How soon do you need to make a decision on the job?

you do not need to lose your relationship with your children if you take this job. You do have rights.

See an attorney can explain your situation. You want to have your children with you in your new city some portion of the time. Get an agreement like that on paper, with a court order.

If you can come home on weekends, holidays etc you could work on your marriage. If you do not really care about your marriage, have your children visit you often at your new place.

Bottom line, I think you need to take the job. If you don't you will become permanently unemployable.

Does your wife realize that if she does not cooperate with you in this, she could end up paying you child support and spousal support?

Maybe have a talk with her about how it is in the best interest of her and the children if you take this job and she helps to make it a success.


----------



## Smilbury (Jul 24, 2013)

Kids are 6 and 2.
Job is about 500 miles away, and if offered, I'd probably have to be there in about 30 days max.

I have talked with an attorney friend who mentioned the support issue, and also that I can do something to take half of her government retirement funds, a QDRO I think it was.

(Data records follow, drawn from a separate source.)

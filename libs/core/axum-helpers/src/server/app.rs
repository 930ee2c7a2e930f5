use super::shutdown::{ShutdownCoordinator, coordinated_shutdown};
use crate::errors::handlers::not_found;
use crate::http::{create_cors_layer, security_headers};
use axum::{Router, middleware};
use core_config::server::ServerConfig;
use std::io;
use tower_http::compression::CompressionLayer;
use tower_http::trace::{DefaultMakeSpan, DefaultOnResponse, TraceLayer};
use tracing::{Level, info};
use utoipa::OpenApi;

/// Creates a configured Axum router with common middleware and documentation.
///
/// This function sets up:
/// - OpenAPI document at `/api-docs/openapi.json` with Swagger UI, ReDoc,
///   RapiDoc and Scalar viewers
/// - API routes nested under `/api`
/// - Tracing, security headers, CORS and response compression
/// - JSON 404 fallback
///
/// Health endpoints are merged by the caller with
/// [`health_router`](super::health_router).
///
/// # Errors
/// Returns `InvalidInput` if `server_config.cors_allowed_origins` contains a
/// value that is not a valid header.
///
/// # Example
/// ```ignore
/// use axum::Router;
/// use utoipa::OpenApi;
/// use axum_helpers::server::create_router;
///
/// #[derive(OpenApi)]
/// #[openapi(paths(/* your paths */))]
/// struct ApiDoc;
///
/// let api_routes = Router::new().nest("/products", products_router);
/// let router = create_router::<ApiDoc>(api_routes, &config.server).await?;
/// ```
pub async fn create_router<T>(apis: Router, server_config: &ServerConfig) -> io::Result<Router>
where
    T: OpenApi + 'static,
{
    use utoipa_rapidoc::RapiDoc;
    use utoipa_redoc::{Redoc, Servable as RedocServable};
    use utoipa_scalar::{Scalar, Servable as ScalarServable};
    use utoipa_swagger_ui::SwaggerUi;

    let cors_layer = create_cors_layer(&server_config.cors_allowed_origins)?;

    let router = Router::new()
        .merge(SwaggerUi::new("/swagger-ui").url("/api-docs/openapi.json", T::openapi()))
        .merge(Redoc::with_url("/redoc", T::openapi()))
        .merge(RapiDoc::new("/api-docs/openapi.json").path("/rapidoc"))
        .merge(Scalar::with_url("/scalar", T::openapi()))
        .nest("/api", apis)
        .fallback(not_found)
        .layer(
            TraceLayer::new_for_http()
                .make_span_with(DefaultMakeSpan::new().level(Level::INFO))
                .on_response(DefaultOnResponse::new().level(Level::INFO)),
        )
        .layer(middleware::from_fn(security_headers))
        .layer(cors_layer)
        .layer(CompressionLayer::new());

    Ok(router)
}

/// Serves `router` until SIGINT/SIGTERM, then runs `cleanup` bounded by
/// `server_config.shutdown_timeout`.
///
/// In-flight requests are drained by axum's graceful shutdown before this
/// function returns.
///
/// # Example
/// ```ignore
/// use axum_helpers::server::create_production_app;
///
/// create_production_app(router, &config.server, async {
///     tracing::info!("Catalog released");
/// })
/// .await?;
/// ```
pub async fn create_production_app<F>(
    router: Router,
    server_config: &ServerConfig,
    cleanup: F,
) -> io::Result<()>
where
    F: std::future::Future<Output = ()> + Send + 'static,
{
    let (coordinator, _rx) = ShutdownCoordinator::new();
    let shutdown_handle = coordinator.clone();
    let shutdown_timeout = server_config.shutdown_timeout;

    let listener = tokio::net::TcpListener::bind(server_config.address()).await?;
    info!("Server starting on {}", listener.local_addr()?);

    let cleanup_handle = tokio::spawn(async move {
        shutdown_handle.wait_for_signal().await;

        info!("Starting cleanup tasks (timeout: {:?})", shutdown_timeout);
        match tokio::time::timeout(shutdown_timeout, cleanup).await {
            Ok(_) => info!("Cleanup completed successfully"),
            Err(_) => {
                tracing::warn!(
                    "Cleanup exceeded timeout of {:?}, forcing shutdown",
                    shutdown_timeout
                );
            }
        }
    });

    let serve_result = axum::serve(listener, router.into_make_service())
        .with_graceful_shutdown(coordinated_shutdown(coordinator.clone()))
        .await
        .inspect_err(|e| {
            tracing::error!("Server encountered an error: {:?}", e);
        });

    // An I/O failure ends serving without a signal; release the cleanup task.
    coordinator.shutdown();
    cleanup_handle.await.ok();

    serve_result
}
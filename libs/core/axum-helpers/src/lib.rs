//! # Axum Helpers
//!
//! Shared HTTP plumbing for the catalog services.
//!
//! ## Modules
//!
//! - **[`server`]**: Router assembly with OpenAPI docs, health check, graceful shutdown
//! - **[`http`]**: HTTP middleware (CORS, security headers)
//! - **[`errors`]**: Structured error responses with error codes
//! - **[`extractors`]**: Custom extractors (typed path ids, validated JSON)
//!
//! ## Quick Start
//!
//! ```ignore
//! use axum::Router;
//! use axum_helpers::server::{create_production_app, create_router};
//! use core_config::server::ServerConfig;
//! use utoipa::OpenApi;
//!
//! #[derive(OpenApi)]
//! #[openapi(paths())]
//! struct ApiDoc;
//!
//! #[tokio::main]
//! async fn main() -> std::io::Result<()> {
//!     let config = ServerConfig::default();
//!     let router = create_router::<ApiDoc>(Router::new(), &config).await?;
//!     create_production_app(router, &config, async {}).await
//! }
//! ```

pub mod errors;
pub mod extractors;
pub mod http;
pub mod server;

pub use server::{
    HealthResponse, ShutdownCoordinator, create_production_app, create_router, health_router,
    shutdown_signal,
};

pub use http::{create_cors_layer, security_headers};

pub use errors::{AppError, ErrorCode, ErrorResponse};

pub use extractors::{IdPath, ValidatedJson};
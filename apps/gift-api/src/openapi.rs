//! OpenAPI documentation configuration

use utoipa::OpenApi;

/// Combined OpenAPI documentation for Gift API
#[derive(OpenApi)]
#[openapi(
    info(
        title = "Gift API",
        version = "0.1.0",
        description = "Gift catalog: products and their options"
    ),
    servers(
        (url = "http://localhost:8080", description = "Local development server")
    ),
    paths(axum_helpers::server::health::health_handler),
    components(schemas(axum_helpers::HealthResponse)),
    nest(
        (path = "/api/products", api = domain_products::ApiDoc)
    ),
    tags(
        (name = "Products", description = "Products and their options"),
        (name = "health", description = "Liveness")
    )
)]
pub struct ApiDoc;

I don't really want to hurt her economically because that really only hurts my children in the long run. 

I just feel like I've done everything possible to make things work in our current city, and the time has passed where that's looking like less of a reality and the move is necessary.

Frustrated...


----------



## Mavash. (Jan 26, 2012)

There aren't any jobs closer than 500 miles?

That's a long way from your kids if she won't move.


----------



## EleGirl (Dec 3, 2011)

Smilbury said:


> Kids are 6 and 2.
> Job is about 500 miles away, and if offered, I'd probably have to be there in about 30 days max.
> 
> I have talked with an attorney friend who mentioned the support issue, and also that I can do something to take half of her government retirement funds, a QDRO I think it was. I don't really want to hurt her economically because that really only hurts my children in the long run.
> ...


One of the reasons that I'd encourage you to look at the angle of support, retirement and you having joint legal custody and as much physical time with the children as possible (they spend lots of weekends, holidays and at least half the summer with you) is to give your wife a reason to fight for the marriage.

I could be wrong, but I get the impression that she think that you will just leave and her life will be unchanged or she might even get child support from you.

She is probably not thinking that your marriage is going down hill and she could lose a lot if she does not put some real effort into saving it.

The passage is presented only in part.